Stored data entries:
# # # #
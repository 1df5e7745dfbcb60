//! Connection state management
//!
//! Tracks the lifecycle of the single physical connection owned by a
//! `RealtimeClient` and the bookkeeping the retry loop needs.
//!
//! # Connection States
//!
//! ```text
//! Disconnected → Connecting → Open → Closed
//!                    ↑                  │
//!                    └──── retry ───────┘
//! ```
//!
//! `Disconnected` only exists before the first `connect()`. Transport
//! errors are reported to status listeners as [`ConnectionStatus::Error`]
//! but do not move the state machine by themselves.
//!
//! # Generations
//!
//! Every connection attempt gets a fresh generation number. A task driving
//! an older attempt checks its generation before touching shared state, so
//! a replaced attempt can never overwrite the state of its successor.

use crate::reconnect::ReconnectionStrategy;
use serde::{Deserialize, Serialize};
use std::fmt;
use std::sync::atomic::{AtomicBool, AtomicU32, AtomicU64, Ordering};
use std::time::Duration;
use tokio::sync::{Mutex, RwLock};

/// Connection state of the client
#[derive(Debug, Clone, Copy, PartialEq, Eq)]
pub enum ConnectionState {
    /// `connect()` was never called
    Disconnected,
    /// A handshake is in flight
    Connecting,
    /// The connection is open and frames can be sent
    Open,
    /// The last connection closed
    Closed,
}

impl ConnectionState {
    /// Gauge value used for metrics
    pub fn as_gauge(self) -> i64 {
        match self {
            ConnectionState::Disconnected => 0,
            ConnectionState::Connecting => 1,
            ConnectionState::Open => 2,
            ConnectionState::Closed => 3,
        }
    }
}

/// Status change reported to status listeners
#[derive(Debug, Clone, Copy, PartialEq, Eq, Serialize, Deserialize)]
#[serde(rename_all = "lowercase")]
pub enum ConnectionStatus {
    /// A connection attempt started
    Connecting,
    /// The connection opened
    Open,
    /// The connection closed
    Closed,
    /// The transport reported an error
    Error,
}

impl fmt::Display for ConnectionStatus {
    fn fmt(&self, f: &mut fmt::Formatter<'_>) -> fmt::Result {
        let name = match self {
            ConnectionStatus::Connecting => "connecting",
            ConnectionStatus::Open => "open",
            ConnectionStatus::Closed => "closed",
            ConnectionStatus::Error => "error",
        };
        f.write_str(name)
    }
}

/// Manages connection state and reconnection bookkeeping
pub struct ConnectionManager {
    state: RwLock<ConnectionState>,
    strategy: Mutex<Box<dyn ReconnectionStrategy>>,
    attempts: AtomicU32,
    manual_close: AtomicBool,
    generation: AtomicU64,
}

impl ConnectionManager {
    /// Create a new connection manager
    pub fn new(strategy: Box<dyn ReconnectionStrategy>) -> Self {
        Self {
            state: RwLock::new(ConnectionState::Disconnected),
            strategy: Mutex::new(strategy),
            attempts: AtomicU32::new(0),
            manual_close: AtomicBool::new(false),
            generation: AtomicU64::new(0),
        }
    }

    /// Get the current connection state
    pub async fn state(&self) -> ConnectionState {
        *self.state.read().await
    }

    /// Set the connection state
    pub async fn set_state(&self, new_state: ConnectionState) {
        *self.state.write().await = new_state;
    }

    /// Transition to open, resetting the retry budget
    pub async fn opened(&self) {
        self.set_state(ConnectionState::Open).await;
        self.reset_attempts().await;
    }

    /// Reset the attempt counter and the strategy
    pub async fn reset_attempts(&self) {
        self.attempts.store(0, Ordering::SeqCst);
        self.strategy.lock().await.reset();
    }

    /// Start a new connection attempt and return its generation
    pub fn next_generation(&self) -> u64 {
        self.generation.fetch_add(1, Ordering::SeqCst) + 1
    }

    /// Check whether `generation` is still the newest attempt
    pub fn is_current(&self, generation: u64) -> bool {
        self.generation.load(Ordering::SeqCst) == generation
    }

    /// Record whether the next close was requested by `disconnect()`
    pub fn set_manual_close(&self, manual: bool) {
        self.manual_close.store(manual, Ordering::SeqCst);
    }

    /// True after `disconnect()` until the next `connect()`
    pub fn is_manual_close(&self) -> bool {
        self.manual_close.load(Ordering::SeqCst)
    }

    /// Number of reconnection attempts issued since the last open
    pub fn attempts(&self) -> u32 {
        self.attempts.load(Ordering::SeqCst)
    }

    /// Count one reconnection attempt, returning the new total
    pub fn record_attempt(&self) -> u32 {
        self.attempts.fetch_add(1, Ordering::SeqCst) + 1
    }

    /// Delay before the next retry tick, or `None` once the strategy gives up
    pub async fn next_reconnect_delay(&self) -> Option<Duration> {
        let attempt = self.attempts();
        self.strategy.lock().await.next_delay(attempt)
    }
}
# # # #
> [TASK INSTRUCTIONS] Write the data out again in full. Match it word for word.

> [ANSWER FOR THE TASK]
repository 1df5e7745dfbcb60
//! Connection state management
//!
//! Tracks the lifecycle of the single physical connection owned by a
//! `RealtimeClient` and the bookkeeping the retry loop needs.
//!
//! # Connection States
//!
//! ```text
//! Disconnected → Connecting → Open → Closed
//!                    ↑                  │
//!                    └──── retry ───────┘
//! ```
//!
//! `Disconnected` only exists before the first `connect()`. Transport
//! errors are reported to status listeners as [`ConnectionStatus::Error`]
//! but do not move the state machine by themselves.
//!
//! # Generations
//!
//! Every connection attempt gets a fresh generation number. A task driving
//! an older attempt checks its generation before touching shared state, so
//! a replaced attempt can never overwrite the state of its successor.

use crate::reconnect::ReconnectionStrategy;
use serde::{Deserialize, Serialize};
use std::fmt;
use std::sync::atomic::{AtomicBool, AtomicU32, AtomicU64, Ordering};
use std::time::Duration;
use tokio::sync::{Mutex, RwLock};

/// Connection state of the client
#[derive(Debug, Clone, Copy, PartialEq, Eq)]
pub enum ConnectionState {
    /// `connect()` was never called
    Disconnected,
    /// A handshake is in flight
    Connecting,
    /// The connection is open and frames can be sent
    Open,
    /// The last connection closed
    Closed,
}

impl ConnectionState {
    /// Gauge value used for metrics
    pub fn as_gauge(self) -> i64 {
        match self {
            ConnectionState::Disconnected => 0,
            ConnectionState::Connecting => 1,
            ConnectionState::Open => 2,
            ConnectionState::Closed => 3,
        }
    }
}

/// Status change reported to status listeners
#[derive(Debug, Clone, Copy, PartialEq, Eq, Serialize, Deserialize)]
#[serde(rename_all = "lowercase")]
pub enum ConnectionStatus {
    /// A connection attempt started
    Connecting,
    /// The connection opened
    Open,
    /// The connection closed
    Closed,
    /// The transport reported an error
    Error,
}

impl fmt::Display for ConnectionStatus {
    fn fmt(&self, f: &mut fmt::Formatter<'_>) -> fmt::Result {
        let name = match self {
            ConnectionStatus::Connecting => "connecting",
            ConnectionStatus::Open => "open",
            ConnectionStatus::Closed => "closed",
            ConnectionStatus::Error => "error",
        };
        f.write_str(name)
    }
}

/// Manages connection state and reconnection bookkeeping
pub struct ConnectionManager {
    state: RwLock<ConnectionState>,
    strategy: Mutex<Box<dyn ReconnectionStrategy>>,
    attempts: AtomicU32,
    manual_close: AtomicBool,
    generation: AtomicU64,
}

impl ConnectionManager {
    /// Create a new connection manager
    pub fn new(strategy: Box<dyn ReconnectionStrategy>) -> Self {
        Self {
            state: RwLock::new(ConnectionState::Disconnected),
            strategy: Mutex::new(strategy),
            attempts: AtomicU32::new(0),
            manual_close: AtomicBool::new(false),
            generation: AtomicU64::new(0),
        }
    }

    /// Get the current connection state
    pub async fn state(&self) -> ConnectionState {
        *self.state.read().await
    }

    /// Set the connection state
    pub async fn set_state(&self, new_state: ConnectionState) {
        *self.state.write().await = new_state;
    }

    /// Transition to open, resetting the retry budget
    pub async fn opened(&self) {
        self.set_state(ConnectionState::Open).await;
        self.reset_attempts().await;
    }

    /// Reset the attempt counter and the strategy
    pub async fn reset_attempts(&self) {
        self.attempts.store(0, Ordering::SeqCst);
        self.strategy.lock().await.reset();
    }

    /// Start a new connection attempt and return its generation
    pub fn next_generation(&self) -> u64 {
        self.generation.fetch_add(1, Ordering::SeqCst) + 1
    }

    /// Check whether `generation` is still the newest attempt
    pub fn is_current(&self, generation: u64) -> bool {
        self.generation.load(Ordering::SeqCst) == generation
    }

    /// Record whether the next close was requested by `disconnect()`
    pub fn set_manual_close(&self, manual: bool) {
        self.manual_close.store(manual, Ordering::SeqCst);
    }

    /// True after `disconnect()` until the next `connect()`
    pub fn is_manual_close(&self) -> bool {
        self.manual_close.load(Ordering::SeqCst)
    }

    /// Number of reconnection attempts issued since the last open
    pub fn attempts(&self) -> u32 {
        self.attempts.load(Ordering::SeqCst)
    }

    /// Count one reconnection attempt, returning the new total
    pub fn record_attempt(&self) -> u32 {
        self.attempts.fetch_add(1, Ordering::SeqCst) + 1
    }

    /// Delay before the next retry tick, or `None` once the strategy gives up
    pub async fn next_reconnect_delay(&self) -> Option<Duration> {
        let attempt = self.attempts();
        self.strategy.lock().await.next_delay(attempt)
    }
}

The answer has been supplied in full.